TASK DESCRIPTION: Take the data below and copy exactly the lines starting at the one with "let markup = match" and finishing at the one with "carried_date = out.carried_date;", both included.

SUPPLIED MATERIAL:

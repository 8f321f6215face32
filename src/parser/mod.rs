pub mod dates;
pub mod entry;
pub mod nodes;
pub mod rules;
pub mod walker;

use anyhow::Result;

use crate::cache;
use crate::config::Config;
use crate::dedup::RecordSet;
use crate::output;
use crate::plog::ProjectLog;
use crate::projects;

/// Counters from one project's parse.
#[derive(Debug, Default)]
pub struct ProjectSummary {
    pub pages: usize,
    pub records: usize,
    pub ignored: usize,
    pub dup_skips: usize,
    pub aborted_pages: usize,
}

/// Full pipeline for one project: unpack cache → walk pages newest-first
/// (threading the date context for continuations) → fold into the dedup set
/// → write sorted TSV → mark complete. Page failures are logged and skipped;
/// anything returned as Err fails the project (the run continues).
pub fn parse_project(cfg: &Config, project: &str) -> Result<ProjectSummary> {
    let clean = projects::clean_name(project);
    let mut log = ProjectLog::create(&cfg.log_path(&clean), project)?;
    log.info("beginning parse");

    log.info("  decompressing cache");
    cache::decompress(cfg, &clean)?;
    let cache_dir = cfg.cache_dir(&clean);
    let page_ids = cache::page_ids(&cache_dir)?;

    let mut summary = ProjectSummary {
        pages: page_ids.len(),
        ..ProjectSummary::default()
    };
    let mut records = RecordSet::new();
    let mut carried_date: Option<i64> = None;

    for (i, &page_id) in page_ids.iter().enumerate() {
        if i > 0 && i % 100 == 0 {
            log.info(&format!(
                "  {i}: {:.2}%",
                100.0 * i as f64 / page_ids.len() as f64
            ));
        }
        let html = match cache::read_page(&cache_dir, page_id) {
            Ok(html) => html,
            Err(e) => {
                log.error(&format!("unreadable page {page_id}: {e:#}"));
                summary.aborted_pages += 1;
                continue;
            }
        };
        let markup = match nodes::scan_page(&html) {
            Ok(markup) => markup,
            Err(e) => {
                log.error(&format!("unscannable page {page_id}: {e:#}"));
                summary.aborted_pages += 1;
                continue;
            }
        };
        let out = walker::walk_page(project, page_id, &markup, carried_date, &mut records, &mut log);
        carried_date = out.carried_date;
        summary.ignored += out.ignored;
        summary.dup_skips += out.dup_skips;
        if out.aborted {
            summary.aborted_pages += 1;
        }
    }
    summary.records = records.len();

    log.info("parse complete");
    log.info("writing results");
    output::write_assessments(&cfg.assessment_path(&projects::quoted_name(project)), &records)?;
    log.info("marking complete");
    output::write_marker(&cfg.marker_path(&clean), project)?;
    log.info(&format!(
        "project complete: {} records from {} pages ({} ignored, {} duplicates, {} pages aborted)",
        summary.records, summary.pages, summary.ignored, summary.dup_skips, summary.aborted_pages
    ));
    Ok(summary)
}
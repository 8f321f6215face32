use std::path::{Path, PathBuf};

/// End of the observation window: 2015-12-03T00:00:00Z. Daily logs dated
/// beyond this are present in late crawls but are not collected.
pub const END_TIMESTAMP: i64 = 1_449_100_800;

/// Sentence inserted where a daily log was split across page revisions.
pub const CONTINUATION_TEXT: &str = "This log entry was truncated because it was too long. \
     This entry is a continuation of the entry in the next revision of this log page.";

/// Sentence the assessment bot leaves in place of an oversized daily log.
pub const LOG_TOO_LARGE_TEXT: &str = "The log for today is too huge to upload to the wiki.";

/// Filesystem layout for one parse run. Cache archives carry paths relative
/// to `root` (`output/projects/<name>/cache/...`), so they unpack into it.
#[derive(Debug, Clone)]
pub struct Config {
    pub root: PathBuf,
    pub projects_tsv: PathBuf,
}

impl Config {
    pub fn new(root: PathBuf, projects_tsv: Option<PathBuf>) -> Self {
        let projects_tsv =
            projects_tsv.unwrap_or_else(|| root.join("data").join("projects.utf-16-le.tsv"));
        Self { root, projects_tsv }
    }

    /// Crawled cache archive for a project.
    pub fn crawl_tar(&self, clean_name: &str) -> PathBuf {
        self.root
            .join("output")
            .join("projects_crawled")
            .join(format!("{clean_name}-cache.tgz"))
    }

    /// Per-project work directory (cache + parse log).
    pub fn project_dir(&self, clean_name: &str) -> PathBuf {
        self.root.join("output").join("projects").join(clean_name)
    }

    pub fn cache_dir(&self, clean_name: &str) -> PathBuf {
        self.project_dir(clean_name).join("cache")
    }

    pub fn log_path(&self, clean_name: &str) -> PathBuf {
        self.project_dir(clean_name).join("parse.log")
    }

    pub fn assessments_dir(&self) -> PathBuf {
        self.root.join("output").join("assessments")
    }

    pub fn assessment_path(&self, quoted_name: &str) -> PathBuf {
        self.assessments_dir().join(format!("{quoted_name}.utf8.tsv"))
    }

    pub fn done_dir(&self) -> PathBuf {
        self.root.join("output").join("done_parse")
    }

    /// Completion marker, written only after the project's TSV is persisted.
    pub fn marker_path(&self, clean_name: &str) -> PathBuf {
        self.done_dir().join(clean_name)
    }
}

impl Default for Config {
    fn default() -> Self {
        Self::new(Path::new(".").to_path_buf(), None)
    }
}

WRITTEN SOLUTION:
        let markup = match nodes::scan_page(&html) {
            Ok(markup) => markup,
            Err(e) => {
                log.error(&format!("unscannable page {page_id}: {e:#}"));
                summary.aborted_pages += 1;
                continue;
            }
        };
        let out = walker::walk_page(project, page_id, &markup, carried_date, &mut records, &mut log);
        carried_date = out.carried_date;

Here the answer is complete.